Journalists do not seem to be taught to treat people with respect, and many do not seem to know any more that their job is to always expose the truth and never to lie. Micheal and Mel were clearly misled by the people who were supposed to be supervising, guiding and mentoring them in their profession. This is the same culture that led to the phone hackings. Travesties like this with their awful consequences trivialise the work of great journalists past and present.
Adrian Jackson writes: The pathetic News of the World phone hacking scandal and now the sick prank call to a London Hospital by a couple of 2Day FM radio grubs calls for action. The wimpy responses in London by James Murdoch and by the 2Day FM CEO made me cringe.
The Communications Minister must close down idiot broadcaster stations and other media that infringe civilised standards.
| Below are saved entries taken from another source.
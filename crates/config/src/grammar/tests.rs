use pretty_assertions::assert_eq;
use rstest::rstest;

use super::*;
use crate::path::Segment;

fn text(s: &str) -> TemplatePart {
	TemplatePart::Text(s.to_string())
}

fn var(name: &str, default: Option<&str>) -> TemplatePart {
	TemplatePart::Var {
		name: name.to_string(),
		default: default.map(str::to_string),
	}
}

#[rstest]
#[case("$model", "model")]
#[case("$model.encoder", "model.encoder")]
#[case("$layers.0", "layers.0")]
#[case("$_private", "_private")]
#[case("$data_loader.Vocab.size", "data_loader.Vocab.size")]
fn references(#[case] input: &str, #[case] dotted: &str) {
	let reference = parse_reference(input).expect("reference");
	assert_eq!(reference.target(), &ConfigPath::parse_dotted(dotted));
	assert_eq!(reference.to_string(), input);
}

#[rstest]
#[case("model")]
#[case("$HOME")]
#[case("$Model")]
#[case("$$model")]
#[case("$model/weights.bin")]
#[case("$model.")]
#[case("$model..x")]
#[case("$1st")]
#[case("$")]
#[case("prefix $model")]
fn not_references(#[case] input: &str) {
	assert_eq!(parse_reference(input), None);
}

#[test]
fn digit_segments_keep_their_spelling() {
	let reference = parse_reference("$layers.02.weight").expect("reference");
	assert_eq!(reference.target().segments()[1], Segment::Key("02".to_string()));
	assert_eq!(reference.to_string(), "$layers.02.weight");
}

#[rstest]
#[case("$HOME/data.csv", vec![var("HOME", None), text("/data.csv")])]
#[case("${HOME}/data.csv", vec![var("HOME", None), text("/data.csv")])]
#[case("${DATA_DIR:-/tmp/data}/train", vec![var("DATA_DIR", Some("/tmp/data")), text("/train")])]
#[case("$DATA_DIR:-/tmp/data done", vec![var("DATA_DIR", Some("/tmp/data")), text(" done")])]
#[case("$A$B", vec![var("A", None), var("B", None)])]
#[case("cost: $$5", vec![text("cost: $5")])]
#[case("$$HOME", vec![text("$HOME")])]
#[case("$model/x", vec![text("$model/x")])]
#[case("$HOMEdir", vec![text("$HOMEdir")])]
#[case("${home}", vec![text("${home}")])]
#[case("${HOME", vec![text("${HOME")])]
#[case("trailing $", vec![text("trailing $")])]
#[case("", vec![])]
fn templates(#[case] input: &str, #[case] expected: Vec<TemplatePart>) {
	assert_eq!(parse_template(input).segments, expected);
}

#[rstest]
#[case("HOME", true)]
#[case("MODEL_DIR", true)]
#[case("CUDA_VISIBLE_DEVICES2", true)]
#[case("Home", false)]
#[case("_HOME", false)]
#[case("1HOME", false)]
#[case("", false)]
fn env_names(#[case] name: &str, #[case] expected: bool) {
	assert_eq!(is_env_name(name), expected);
}

#[test]
fn template_display_is_reparseable() {
	let template = parse_template("$$ ${A:-x}/$B end");
	assert_eq!(template.to_string(), "$$ ${A:-x}/${B} end");
	assert_eq!(parse_template(&template.to_string()), template);
}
Michael Secomb writes: Re. “Dame Elisabeth: the end of an era of philanthropy?” (Thursday). Our rich people could learn from church members when it comes to being generous to charities. Many churchgoers routinely donate 10% of their incomes to charity, and many churches themselves tithe 10% of their incomes. For example, members of my Baptist church are supporting 86 poor children in a village in Indonesia through compassion. Not only Christians, but also many Muslims are generous givers to worthy causes.
While many rich people wallow in materialism and make token donations to charities, most churchgoers are not rich, but are on average to modest incomes, yet it is their consistent donations which sustain many charities. It is the rich who need to lift their game by copying the generous example of those less wealthy than themselves.